Là-bas, août est un mois d'automne
"Quand je lève les yeux, je vois simplement des arbres, là où Gustave et Madeleine voyaient des tilleuls, des aulnes, des acacias, des érables. J'écris sur des gens qui étaient capables de nommer les choses, les fleurs et les bêtes, alors que j'ai besoin d'une application sur mon téléphone qui identifie les oiseaux par leur chant, les plantes par la forme de leurs feuilles, et je dois vérifier sur des sites de jardinage les saisons de semaison du blé et de floraison des cyclamens. C'est peut-être ce qui me fascine chez ces deux-là, leur manière lente et savante d'éprouver l'épaisseur des jours. Et puis les doutes qui subsisteront toujours : je n'ai aucun moyen d'établir avec certitude si le corridor, à leur retour ce soir-là, sentait le clou de girofle, l'humidité où la cire d'abeille, le feu, la viande ou la naphtaline."
Ce roman a été pour moi l'occasion de découvrir le poète Gustave Roud et sa soeur Madeleine. Librement inspiré de leur vie, le récit avance avec tranquillité et lenteur, décrivant les jours qui se suivent dans la grande maison en Suisse.
Le quotidien est bien huilé entre le couple atypique qu'ils forment depuis longtemps. Gustave, lit, réfléchit, essaie d'écrire sans toujours y parvenir, se promène dans la campagne, observe, photographie, surtout les corps des hommes au travail. Madeleine, au sens pratique nettement plus développé s'occupe de la maison, du jardin, veille à ce que son frère soit dans le confort. Pour autant, ce n'est pas une femme effacée, loin s'en faut, elle s'intéresse à la technique spatiale, fume le cigare, se montre parfois moqueuse et mène la vie qu'elle a choisi de mener. Elle n'est pas dupe des faiblesses de son frère et de son attirance pour les hommes, elle sait que le village jase dans son dos, mais n'en a cure.

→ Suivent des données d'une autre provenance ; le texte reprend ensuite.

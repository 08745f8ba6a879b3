// Copyright 2026 the Domino Authors
// SPDX-License-Identifier: Apache-2.0 OR MIT

//! A reusable cursor/budget-bounded slice producer, grounded in
//! `agent_system.h`'s `dom_agent_task_params {op, start_index, count}`
//! and `agent_aggregation_tasks.cpp`'s cohort-slice processing.
//!
//! Every concrete producer in this crate (`Agent`, `Economy`,
//! `Governance`, `Interest`, `Market`) is a thin wrapper over one of
//! these: each processes one bounded input slice per tick, resuming
//! deterministically across budget-limited calls via a stored cursor.

use alloc::vec::Vec;

use domino_sched::{AccessSetBuilder, CommitKey, CostModel, Payload, Range, TaskGraphBuilder, TaskNode};
use domino_types::{DomainId, DominoResult, TaskId, Tick};

use crate::audit::{AuditEntry, AuditLog};
use crate::producer::FidelityTier;

/// Policy parameters a slice task carries: `{op, start_index, count}`,
/// packed as three little-endian `u32`s (`spec.md` §4.8 "a value-copied
/// byte block describing which slice of its input to process").
fn encode_policy_params(op: u32, start_index: u32, count: u32) -> Payload {
    let mut bytes = [0u8; 12];
    bytes[0..4].copy_from_slice(&op.to_le_bytes());
    bytes[4..8].copy_from_slice(&start_index.to_le_bytes());
    bytes[8..12].copy_from_slice(&count.to_le_bytes());
    Payload::from_slice(&bytes)
}

/// Decodes the `{op, start_index, count}` triple `encode_policy_params`
/// produced.
#[must_use]
pub fn decode_policy_params(payload: &Payload) -> Option<(u32, u32, u32)> {
    let bytes = payload.as_slice();
    if bytes.len() != 12 {
        return None;
    }
    let op = u32::from_le_bytes(bytes[0..4].try_into().ok()?);
    let start_index = u32::from_le_bytes(bytes[4..8].try_into().ok()?);
    let count = u32::from_le_bytes(bytes[8..12].try_into().ok()?);
    Some((op, start_index, count))
}

/// Cursor/budget-bounded emitter of one-op, one-slice-per-call tasks.
#[derive(Clone, Debug)]
pub struct SliceProducer {
    system_id: u32,
    domain_id: DomainId,
    phase_id: u16,
    op: u32,
    op_bit: u32,
    total_items: u32,
    budget_hint: u32,
    allowed_ops_mask: u32,
    cost_model: CostModel,
    law_targets: Vec<u32>,
    next_due_tick: Tick,
    cursor: u32,
    fidelity_tier: FidelityTier,
    pending_tier: Option<(FidelityTier, &'static str)>,
    next_task_id: u64,
}

impl SliceProducer {
    /// Builds a producer over `total_items` input items, processing at
    /// most `budget_hint` per `emit_tasks` call.
    #[must_use]
    pub fn new(
        system_id: u32,
        domain_id: DomainId,
        phase_id: u16,
        op: u32,
        op_bit: u32,
        total_items: u32,
        budget_hint: u32,
        allowed_ops_mask: u32,
        cost_model: CostModel,
        law_targets: Vec<u32>,
    ) -> Self {
        Self {
            system_id,
            domain_id,
            phase_id,
            op,
            op_bit,
            total_items,
            budget_hint,
            allowed_ops_mask,
            cost_model,
            law_targets,
            next_due_tick: Tick::new(0),
            cursor: 0,
            fidelity_tier: FidelityTier::FULL,
            pending_tier: None,
            next_task_id: 1,
        }
    }

    /// Replaces the input slice and resets the cursor to the start,
    /// e.g. when a new batch of work arrives for this producer.
    pub fn reset_input(&mut self, total_items: u32) {
        self.total_items = total_items;
        self.cursor = 0;
    }

    /// Replaces the allowed-ops gating mask.
    pub fn set_allowed_ops_mask(&mut self, mask: u32) {
        self.allowed_ops_mask = mask;
    }

    /// The next tick this producer is due to run again.
    #[must_use]
    pub fn next_due_tick(&self) -> Tick {
        self.next_due_tick
    }

    /// Current operating fidelity tier.
    #[must_use]
    pub fn fidelity_tier(&self) -> FidelityTier {
        self.fidelity_tier
    }

    /// Requests a coarser tier for the next `emit_tasks` call
    /// (`spec.md` §4.8 "degrade").
    pub fn request_degrade(&mut self, tier: FidelityTier, reason: &'static str) {
        self.pending_tier = Some((tier, reason));
    }

    /// Emits at most one task covering up to `budget_hint` remaining
    /// items, resuming from the stored cursor. Emits zero tasks if
    /// `now_tick < next_due_tick`, if `allowed_ops_mask`'s bit for this
    /// producer's op is `0`, or if the input is fully drained.
    pub fn emit_tasks(
        &mut self,
        now_tick: Tick,
        target_tick: Tick,
        work_graph_builder: &mut TaskGraphBuilder,
        access_set_builder: &mut AccessSetBuilder,
        audit: Option<&mut AuditLog>,
    ) -> DominoResult<()> {
        if let Some((tier, reason)) = self.pending_tier.take() {
            tracing::debug!(system_id = self.system_id, ?tier, reason, "applying fidelity degrade");
            self.fidelity_tier = tier;
        }

        if now_tick.get() < self.next_due_tick.get() {
            return Ok(());
        }

        if self.allowed_ops_mask & self.op_bit == 0 {
            self.next_due_tick = target_tick;
            return Ok(());
        }

        let remaining = self.total_items.saturating_sub(self.cursor);
        if remaining == 0 {
            self.next_due_tick = target_tick;
            return Ok(());
        }

        let count = remaining.min(self.budget_hint.max(1));
        let start_index = self.cursor;

        access_set_builder.add_write(Range {
            resource_id: u64::from(self.system_id),
            start: u64::from(start_index),
            len: u64::from(count),
        })?;
        let access_set = access_set_builder.finalize()?;

        let task_id = TaskId::new(self.next_task_id);
        self.next_task_id += 1;

        work_graph_builder.add_task(TaskNode {
            task_id,
            system_id: self.system_id,
            category: self.op,
            determinism_class: 0,
            fidelity_tier: self.fidelity_tier.0,
            domain_id: self.domain_id,
            phase_id: self.phase_id,
            commit_key: CommitKey {
                phase_id: self.phase_id,
                task_id: task_id.get(),
                sub_index: 0,
            },
            access_set_id: access_set.id,
            cost_model_id: self.cost_model.id,
            law_targets: self.law_targets.clone(),
            policy_params: encode_policy_params(self.op, start_index, count),
            next_due_tick: target_tick,
        });
        work_graph_builder.add_cost_model(self.cost_model);

        if let Some(log) = audit {
            log.record(AuditEntry {
                tick: now_tick,
                system_id: self.system_id,
                op: self.op,
                start_index,
                count,
            });
        }

        self.cursor += count;
        self.next_due_tick = target_tick;
        Ok(())
    }
}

Ils n'ont jamais voulu se marier ni l'un, ni l'autre et restent fidèles à leurs racines. Ils perpétuent le plus possible un certain style de vie rurale où la nature a toute son importance. La maison est le troisième personnage. Elle vieillit en même temps que ses propriétaires et contient les souvenirs de la famille, parents, grands-parents, tantes ... Sa décrépitude va de pair avec l'avancée en âge du frère et de la soeur.
Si vous avez besoin d'action à toutes les pages, ce livre n'est pas fait pour vous. Par contre, si vous voulez prendre votre temps, lire sur un passé révolu où les choses se faisaient à leur rythme naturel, n'hésitez pas.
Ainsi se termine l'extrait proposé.